[Stored items]
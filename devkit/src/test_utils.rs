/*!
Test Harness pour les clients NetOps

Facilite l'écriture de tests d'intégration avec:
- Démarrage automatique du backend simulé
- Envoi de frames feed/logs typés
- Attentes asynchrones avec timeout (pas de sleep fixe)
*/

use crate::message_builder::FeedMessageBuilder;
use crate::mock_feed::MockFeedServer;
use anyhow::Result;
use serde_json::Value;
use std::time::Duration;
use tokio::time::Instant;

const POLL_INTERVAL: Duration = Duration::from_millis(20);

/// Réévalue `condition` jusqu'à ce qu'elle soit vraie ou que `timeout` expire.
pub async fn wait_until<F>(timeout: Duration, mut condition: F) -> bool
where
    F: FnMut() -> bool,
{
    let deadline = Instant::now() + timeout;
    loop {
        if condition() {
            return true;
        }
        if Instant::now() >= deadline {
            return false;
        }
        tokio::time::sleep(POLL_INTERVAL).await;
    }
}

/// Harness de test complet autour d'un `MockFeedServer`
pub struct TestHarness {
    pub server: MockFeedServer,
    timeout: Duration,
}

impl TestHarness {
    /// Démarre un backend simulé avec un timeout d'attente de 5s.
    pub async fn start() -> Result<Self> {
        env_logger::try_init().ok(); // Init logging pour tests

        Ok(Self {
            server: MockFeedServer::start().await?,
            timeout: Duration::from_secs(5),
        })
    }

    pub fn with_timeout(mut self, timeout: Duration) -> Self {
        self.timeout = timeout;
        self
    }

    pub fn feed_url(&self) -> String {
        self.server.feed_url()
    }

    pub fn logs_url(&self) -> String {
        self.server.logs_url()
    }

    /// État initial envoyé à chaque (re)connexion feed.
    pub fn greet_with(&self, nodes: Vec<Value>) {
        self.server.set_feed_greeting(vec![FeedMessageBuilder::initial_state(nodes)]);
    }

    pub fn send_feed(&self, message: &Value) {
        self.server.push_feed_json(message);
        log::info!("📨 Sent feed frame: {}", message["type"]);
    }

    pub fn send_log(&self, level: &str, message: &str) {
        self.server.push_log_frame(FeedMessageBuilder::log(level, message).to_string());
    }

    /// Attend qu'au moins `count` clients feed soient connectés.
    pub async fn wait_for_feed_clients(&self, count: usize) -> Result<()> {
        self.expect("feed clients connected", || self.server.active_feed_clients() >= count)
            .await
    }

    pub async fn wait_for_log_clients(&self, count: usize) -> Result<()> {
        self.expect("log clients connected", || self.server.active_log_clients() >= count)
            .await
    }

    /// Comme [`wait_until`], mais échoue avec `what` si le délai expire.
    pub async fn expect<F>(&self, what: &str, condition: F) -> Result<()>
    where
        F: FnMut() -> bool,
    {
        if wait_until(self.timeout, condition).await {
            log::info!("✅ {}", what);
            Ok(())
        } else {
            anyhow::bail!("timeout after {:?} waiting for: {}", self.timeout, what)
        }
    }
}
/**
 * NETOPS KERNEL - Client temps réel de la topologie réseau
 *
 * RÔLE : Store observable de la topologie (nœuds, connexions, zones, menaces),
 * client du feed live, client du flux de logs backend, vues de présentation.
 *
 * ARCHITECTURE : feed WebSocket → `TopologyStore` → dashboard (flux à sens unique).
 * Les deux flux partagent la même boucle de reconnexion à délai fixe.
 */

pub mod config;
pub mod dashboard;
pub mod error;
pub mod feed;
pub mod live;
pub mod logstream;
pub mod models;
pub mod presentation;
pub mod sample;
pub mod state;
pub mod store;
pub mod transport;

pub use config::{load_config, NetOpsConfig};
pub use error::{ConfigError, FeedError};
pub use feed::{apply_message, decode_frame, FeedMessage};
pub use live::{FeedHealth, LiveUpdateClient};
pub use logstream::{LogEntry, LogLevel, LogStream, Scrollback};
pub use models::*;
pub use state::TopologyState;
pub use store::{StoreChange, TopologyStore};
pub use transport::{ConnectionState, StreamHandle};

▸ What is being asked
Every line of the data that includes the word "anyhow" should be copied.

▸ Response
use anyhow::Result;
            anyhow::bail!("timeout after {:?} waiting for: {}", self.timeout, what)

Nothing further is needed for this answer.